About an hour ago, I was imaging a set of MS-DOS 6.22 floppy disks on my Windows 7 desktop using VirtualBox (the procedure I was using was: MS-DOS 6.22 VM - pure coincidence, by the way; I use that VM for all my floppy imaging and floppy-image editing - with dual virtual floppy drives, assign the host A: drive [a USB floppy drive, in this case] to the first drive, insert an image of a blank floppy in the second, then use the VM, which sees both of these as physical floppy drives, to copy the files from the actual physical drive to the image. I'd used this setup to copy and edit preexisting floppy images before, but this was my first time using it to image floppies; as an aside, having previously worked purely with floppy images rather than the physical things, I'd forgotten how mind-numbingly slow physical floppy drives are) when the fuse powering the outlets in my bedroom blew. When I got the desktop back up and running (it took a very long time to start up compared to normal, but, then again, somehow I doubt that having its juice suddenly cut off counts as "normal"; thank goodness for NTFS journalling that it was able to start up on its own without even needing to use Startup Repair or something more drastic!), I went back into VirtualBox and fired up the VM to check the damage. Fortunately, the VM was fine (once, a VM - also MS-DOS 6.22, coincidentally - froze and I had to kill it in Task Manager, after which I was unable to ever boot said VM again and had to delete and replace it), but when I tried to access the VM's A: drive to check if the files on the floppy that had been in the drive at the time of the power loss had been corrupted or anything (fortunately, the copy was finished by the time the fuse blew, and the image was both complete and undamaged), I kept getting Abort, Retry, Fail? errors. Every single time. I ejected and reinserted the floppy to see if that would help.
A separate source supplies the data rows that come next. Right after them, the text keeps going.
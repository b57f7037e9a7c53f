//! Error types for pagepool.

use std::path::PathBuf;

use thiserror::Error;

use crate::common::PageId;

/// Convenient Result type alias.
///
/// Instead of writing `Result<T, Error>` everywhere, we can write `Result<T>`.
pub type Result<T> = std::result::Result<T, Error>;

/// All possible errors surfaced by the buffer pool and its storage backends.
#[derive(Debug, Error)]
pub enum Error {
    /// I/O error from disk operations that has no more specific kind.
    #[error("I/O error: {0}")]
    Io(#[from] std::io::Error),

    /// The page file does not exist.
    #[error("page file not found: {}", .0.display())]
    FileNotFound(PathBuf),

    /// Requested page lies outside `[0, total_pages)`.
    #[error("{page_id} does not exist (file holds {total_pages} pages)")]
    ReadNonExistingPage { page_id: PageId, total_pages: u32 },

    /// Seek or write failed on the backend.
    #[error("failed to write {page_id}: {source}")]
    WriteFailed {
        page_id: PageId,
        #[source]
        source: std::io::Error,
    },

    /// Shutdown attempted while callers still hold pins.
    #[error("cannot shut down: {0} frame(s) still pinned")]
    PoolHasPinnedPages(usize),

    /// Eviction required, but every frame is pinned.
    ///
    /// Callers must unpin something before retrying.
    #[error("no free frames available in buffer pool")]
    NoFreeFrame,

    /// The page is not currently cached.
    #[error("{0} is not cached in the buffer pool")]
    PageNotFound(PageId),

    /// The handle's frame has since been reloaded with another page.
    #[error("stale handle for {0}: its frame has been reused")]
    StaleHandle(PageId),

    /// A pool must hold at least one frame.
    #[error("invalid buffer pool size: {0}")]
    InvalidPoolSize(usize),
}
At which point something very odd happened.

The floppy was showing up as a 1.38-MiB USB drive with the drive letter K:!

Naturally curious (and possibly quite stupid as well - please feel free to let me know if that was the case for what I did), I hit the "Open folder to view files" button, at which point the files on the floppy showed up. Going into "Computer" in Windows Explorer, I saw the reason the VM couldn't see the disk; the A: drive had apparently disappeared from the host system. At this point, after swearing at the computer (which did not resolve the problem, although it did make me feel a bit better), I ejected the floppy again, unplugged the floppy drive, and plugged it back in. Voilà - "Floppy Disk Drive (A:)" showed up once again in Windows Explorer, and this time, when I (re-re-)inserted the disk, the VM saw it just fine. No permanent damage to the drive (either physical or virtual), the floppy, or the VM; it looks like the only lasting damage was that the sudden power loss corrupted my Kerbal Space Program savefile on the host machine, forcing me to copy in the data from the most recent quicksave file. But does anyone have any idea why the floppy drive disappeared from the system and said system read a floppy disk as a USB drive? Whoop whoop pull up Bitching Betty | Averted crashes 14:48, 15 October 2017 (UTC)[reply]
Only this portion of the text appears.